In our study, SE was specifically targeted for enhancement during CS training (e.g., through discussion, use of role-plays). Previous studies emphasized SE as an important factor for successful performance [27,28,29], and the current study is consistent with those findings. After the CS training, health worker SE increased significantly in the present study. In a study by Nørgaard et al. [30], and consistent with our findings, health worker SE for communicating with patients increased significantly after CS training. In a review study by Berkhof et al., [31] teaching CS to clinical staff improved patient satisfaction, self-esteem, and SE in doctors. There may be a positive and significant association between CS and SE in clinical staff; therefore, designing successful training to enhance patient-professional communication may be facilitated by attention to staff SE [7]. A study by Cegala DJ and Lenzmeier indicated that applying effective strategies to enhance self-efficacy in medical staffs could lead to satisfaction in both medical staffs and their clients [32]. Considering the results of previous studies [28, 29], and our findings, this could be inferred that designing self-efficacy-based interventions to establish effective communication between medical staff and their clients might be of critical importance.
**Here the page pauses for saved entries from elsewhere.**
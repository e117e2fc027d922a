use askama::Template;

use super::go_types::GoDecls;

/// Template data for `go.mod`
#[derive(Template)]
#[template(path = "go/go.mod.txt", escape = "none")]
pub struct GoModTemplate {
    pub module: String,
    pub go_version: String,
    /// `path version` lines
    pub requires: Vec<String>,
}

/// Template data for `models/<schema>.gen.go`
#[derive(Template)]
#[template(path = "go/model.go.txt", escape = "none")]
pub struct ModelTemplate {
    pub imports: Vec<String>,
    pub decls: GoDecls,
}

#[derive(Debug, Clone)]
pub struct RepositoryMethod {
    pub signature: String,
    pub doc: String,
}

/// Template data for `repositories/<entity>_repository.gen.go`
#[derive(Template)]
#[template(path = "go/repository.go.txt", escape = "none")]
pub struct RepositoryTemplate {
    pub imports: Vec<String>,
    pub name: String,
    pub entity: String,
    pub table: String,
    pub methods: Vec<RepositoryMethod>,
}

#[derive(Debug, Clone)]
pub struct RequestField {
    pub name: String,
    pub type_expr: String,
    /// Full struct tag body, e.g. `path:"id"` or `json:"body"`
    pub tag: String,
}

/// Template data for `handlers/<operation>.gen.go`
#[derive(Template)]
#[template(path = "go/handler.go.txt", escape = "none")]
pub struct HandlerTemplate {
    pub imports: Vec<String>,
    pub name: String,
    pub operation_id: String,
    pub summary: String,
    pub method: String,
    pub path: String,
    pub fields: Vec<RequestField>,
    /// Return list of `Handle`, e.g. `(*models.Pet, error)`
    pub returns: String,
}

/// Template data for the one-time `handlers/<operation>.impl.go` stub
#[derive(Template)]
#[template(path = "go/handler_impl.go.txt", escape = "none")]
pub struct HandlerImplTemplate {
    pub imports: Vec<String>,
    pub name: String,
    pub operation_id: String,
    pub returns: String,
    pub not_implemented: String,
}

/// Template data for `http/routes.gen.go`
#[derive(Template)]
#[template(path = "go/routes.go.txt", escape = "none")]
pub struct RoutesTemplate {
    pub title: String,
    pub version: String,
    /// Go composite literals, one per route
    pub routes: Vec<String>,
}

#[derive(Debug, Clone)]
pub struct RepositoryField {
    pub field: String,
    pub interface: String,
}

#[derive(Debug, Clone)]
pub struct BootstrapHandler {
    pub name: String,
    pub constructor: String,
    pub has_handler: bool,
    pub file: String,
    pub arguments: String,
}

/// Template data for `app/bootstrap.gen.go`
#[derive(Template)]
#[template(path = "go/bootstrap.go.txt", escape = "none")]
pub struct BootstrapTemplate {
    pub imports: Vec<String>,
    pub repositories: Vec<RepositoryField>,
    pub handlers: Vec<BootstrapHandler>,
}

#[derive(Debug, Clone)]
pub struct ComposedPackage {
    pub ident: String,
    pub import: String,
    pub field: String,
    /// `METHOD /path (operationId)` lines
    pub operations: Vec<String>,
}

/// Template data for `app/container.gen.go`
#[derive(Template)]
#[template(path = "go/container.go.txt", escape = "none")]
pub struct ContainerTemplate {
    pub title: String,
    pub packages: Vec<ComposedPackage>,
}

/// Template data for `http/router.gen.go`
#[derive(Template)]
#[template(path = "go/router.go.txt", escape = "none")]
pub struct RouterTemplate {
    pub module: String,
    pub packages: Vec<ComposedPackage>,
}

#[derive(Debug, Clone)]
pub struct TableView {
    pub name: String,
    /// Column and constraint lines, commas included
    pub lines: Vec<String>,
    /// Complete `CREATE INDEX` statements
    pub indices: Vec<String>,
}

/// Template data for `database/schema.gen.sql`
#[derive(Template)]
#[template(path = "sql/schema.sql.txt", escape = "none")]
pub struct SchemaSqlTemplate {
    pub tables: Vec<TableView>,
}

#[derive(Debug, Clone)]
pub struct QueryView {
    pub name: String,
    pub kind: String,
    pub sql: String,
    pub description: String,
}

/// Template data for `database/queries/<table>.sql` (sqlc annotations)
#[derive(Template)]
#[template(path = "sql/queries.sql.txt", escape = "none")]
pub struct QueriesSqlTemplate {
    pub queries: Vec<QueryView>,
}

/// Render `template` and make sure the output ends with a newline.
pub fn render(template: &impl Template) -> anyhow::Result<String> {
    let mut out = template.render()?;
    if !out.ends_with('\n') {
        out.push('\n');
    }
    Ok(out)
}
This issue should be considered in developing in-service training for health professionals by authorities.

Limitation and future directions

The randomized design of this research is a strength, but additional limitations should be considered. Results should be replicated in physicians, nurses, midwives and other health professionals. Statistically, no control was used for factors that may influence outcomes, including PHC worker or client demographics. Nesting within site or PHC worker was also not performed. Alphas were not corrected for family-wise error, but given the consistency and magnitude of the expected effects, results are likely replicable. In addition, formal mediational analyses were not performed to ascertain if the impact of training on client satisfaction is mediated by PHC worker communication or efficacy or both. Future studies may wish to conduct follow-up beyond 3 months to determine whether results enhance or diminish over time, and whether booster training may be appropriate. Future work with extended follow-up might determine client outcomes such as symptom reduction, or program outcomes such as staff turn-over and client drop-out.

Conclusions

Communication skills training improved the self-efficacy of PHC workers to effectively communicate with clients, improved PHC worker communication skills with clients, and improved clients’ services satisfaction. Findings are encouraging, and such training may be deployed in other practice settings, since it was delivered in only 4 group sessions of 90 min each.